### Task brief
The required output is the exact run of lines below that opens at the line with "self.storage.update_program(&program).await?;" and closes at the line with "if required.iter().any(|field| field.trim().is_empty())".

------ Information given

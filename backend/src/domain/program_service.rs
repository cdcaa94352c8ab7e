//! Meal-program domain logic.

use shared::{resize_schedule, slugify, Program, ProgramPayload};
use thiserror::Error;
use uuid::Uuid;

use crate::domain::now_rfc3339;
use crate::storage::ProgramStorage;

#[derive(Debug, Error)]
pub enum ProgramError {
    #[error("Champs obligatoires manquants.")]
    MissingFields,
    #[error("Le prix doit être supérieur à zéro.")]
    InvalidPrice,
    #[error("Programme introuvable.")]
    NotFound,
    #[error("Erreur de stockage: {0}")]
    Storage(#[from] anyhow::Error),
}

#[derive(Clone)]
pub struct ProgramService<S: ProgramStorage> {
    storage: S,
}

impl<S: ProgramStorage> ProgramService<S> {
    pub fn new(storage: S) -> Self {
        Self { storage }
    }

    pub async fn list_programs(&self) -> Result<Vec<Program>, ProgramError> {
        Ok(self.storage.list_programs().await?)
    }

    pub async fn get_program(&self, program_id: &str) -> Result<Program, ProgramError> {
        self.storage
            .get_program(program_id)
            .await?
            .ok_or(ProgramError::NotFound)
    }

    pub async fn get_program_by_slug(&self, slug: &str) -> Result<Program, ProgramError> {
        self.storage
            .get_program_by_slug(slug)
            .await?
            .ok_or(ProgramError::NotFound)
    }

    pub async fn create_program(&self, payload: ProgramPayload) -> Result<Program, ProgramError> {
        Self::validate(&payload)?;

        let id = Uuid::new_v4().to_string();
        let created_at = now_rfc3339()?;
        let program = Self::build_program(id, created_at, payload);

        self.storage.store_program(&program).await?;
        Ok(program)
    }

    pub async fn update_program(
        &self,
        program_id: &str,
        payload: ProgramPayload,
    ) -> Result<Program, ProgramError> {
        Self::validate(&payload)?;

        let existing = self
            .storage
            .get_program(program_id)
            .await?
            .ok_or(ProgramError::NotFound)?;

        let program = Self::build_program(existing.id, existing.created_at, payload);
        self.storage.update_program(&program).await?;
        Ok(program)
    }

    pub async fn delete_program(&self, program_id: &str) -> Result<(), ProgramError> {
        if self.storage.delete_program(program_id).await? {
            Ok(())
        } else {
            Err(ProgramError::NotFound)
        }
    }

    fn validate(payload: &ProgramPayload) -> Result<(), ProgramError> {
        let required = [
            &payload.name,
            &payload.sub_category,
            &payload.description,
            &payload.image,
        ];
        if required.iter().any(|field| field.trim().is_empty()) {
            return Err(ProgramError::MissingFields);
        }
        if payload.price == 0 {
            return Err(ProgramError::InvalidPrice);
        }
        Ok(())
    }

    fn build_program(id: String, created_at: String, payload: ProgramPayload) -> Program {
        let slug = payload
            .slug
            .filter(|s| !s.trim().is_empty())
            .unwrap_or_else(|| slugify(&payload.name));
        // The stored schedule always covers exactly days 1..=duration,
        // whatever the client sent.
        let duration = payload.duration.max(1);
        let schedule = resize_schedule(&payload.schedule, duration);
        let ingredients = payload
            .ingredients
            .into_iter()
            .filter(|ing| !ing.is_blank())
            .collect();

        Program {
            id,
            slug,
            name: payload.name,
            sub_category: payload.sub_category,
            price: payload.price,
            description: payload.description,
            full_description: payload.full_description,
            image: payload.image,
            duration,
            schedule,
            ingredients,
            nutrition: payload.nutrition,
            features: payload.features,
            created_at,
        }
    }
}

#[cfg(test)]
mod tests {
    use super::*;
    use crate::storage::{DbConnection, ProgramRepository};
    use shared::{DaySchedule, Meal, MealItem, MealType, NutritionFacts};

    async fn create_test_service() -> ProgramService<ProgramRepository> {
        let db = DbConnection::init_test().await.expect("Failed to create test database");
        ProgramService::new(ProgramRepository::new(db))
    }

    fn sample_payload() -> ProgramPayload {
        ProgramPayload {
            slug: None,
            name: "Programme Perte de Poids 7j".to_string(),
            sub_category: "Perte de poids".to_string(),
            price: 150,
            description: "Programme équilibré".to_string(),
            full_description: String::new(),
            image: "https://example.com/programme.jpg".to_string(),
            duration: 7,
            schedule: vec![],
            ingredients: vec![],
            nutrition: NutritionFacts::default(),
            features: vec!["Zéro produit congelé".to_string()],
        }
    }

    #[tokio::test]
    async fn test_create_program_normalizes_empty_schedule() {
        let service = create_test_service().await;
        let program = service.create_program(sample_payload()).await.unwrap();

        assert_eq!(program.slug, "programme-perte-de-poids-7j");
        assert_eq!(program.schedule.len(), 7);
        for (i, day) in program.schedule.iter().enumerate() {
            assert_eq!(day.day, i as u32 + 1);
        }
    }

    #[tokio::test]
    async fn test_create_program_truncates_oversized_schedule() {
        let service = create_test_service().await;
        let mut payload = sample_payload();
        payload.duration = 3;
        payload.schedule = (1..=10)
            .map(|day| DaySchedule {
                day,
                meals: vec![Meal {
                    meal_type: MealType::Lunch,
                    items: vec![MealItem { product_id: None, label: format!("Jour {}", day) }],
                }],
            })
            .collect();

        let program = service.create_program(payload).await.unwrap();
        assert_eq!(program.duration, 3);
        assert_eq!(program.schedule.len(), 3);
        assert_eq!(program.schedule[2].meals[0].items[0].label, "Jour 3");
    }

    #[tokio::test]
    async fn test_create_program_clamps_zero_duration() {
        let service = create_test_service().await;
        let mut payload = sample_payload();
        payload.duration = 0;

        let program = service.create_program(payload).await.unwrap();
        assert_eq!(program.duration, 1);
        assert_eq!(program.schedule.len(), 1);
    }

    #[tokio::test]
    async fn test_create_program_rejects_missing_fields() {
        let service = create_test_service().await;
        let mut payload = sample_payload();
        payload.name = String::new();

        let err = service.create_program(payload).await.unwrap_err();
        assert!(matches!(err, ProgramError::MissingFields));
    }

    #[tokio::test]
    async fn test_update_program_keeps_identity() {
        let service = create_test_service().await;
        let created = service.create_program(sample_payload()).await.unwrap();

        let mut payload = sample_payload();
        payload.duration = 14;
        let updated = service.update_program(&created.id, payload).await.unwrap();

        assert_eq!(updated.id, created.id);
        assert_eq!(updated.created_at, created.created_at);
        assert_eq!(updated.schedule.len(), 14);

        let err = service
            .update_program("nope", sample_payload())
            .await
            .unwrap_err();
        assert!(matches!(err, ProgramError::NotFound));
    }

    #[tokio::test]
    async fn test_delete_program() {
        let service = create_test_service().await;
        let created = service.create_program(sample_payload()).await.unwrap();

        service.delete_program(&created.id).await.unwrap();
        let err = service.delete_program(&created.id).await.unwrap_err();
        assert!(matches!(err, ProgramError::NotFound));
    }
}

------------

### Solution to the exercise
        self.storage.update_program(&program).await?;
        Ok(program)
    }

    pub async fn delete_program(&self, program_id: &str) -> Result<(), ProgramError> {
        if self.storage.delete_program(program_id).await? {
            Ok(())
        } else {
            Err(ProgramError::NotFound)
        }
    }

    fn validate(payload: &ProgramPayload) -> Result<(), ProgramError> {
        let required = [
            &payload.name,
            &payload.sub_category,
            &payload.description,
            &payload.image,
        ];
        if required.iter().any(|field| field.trim().is_empty()) {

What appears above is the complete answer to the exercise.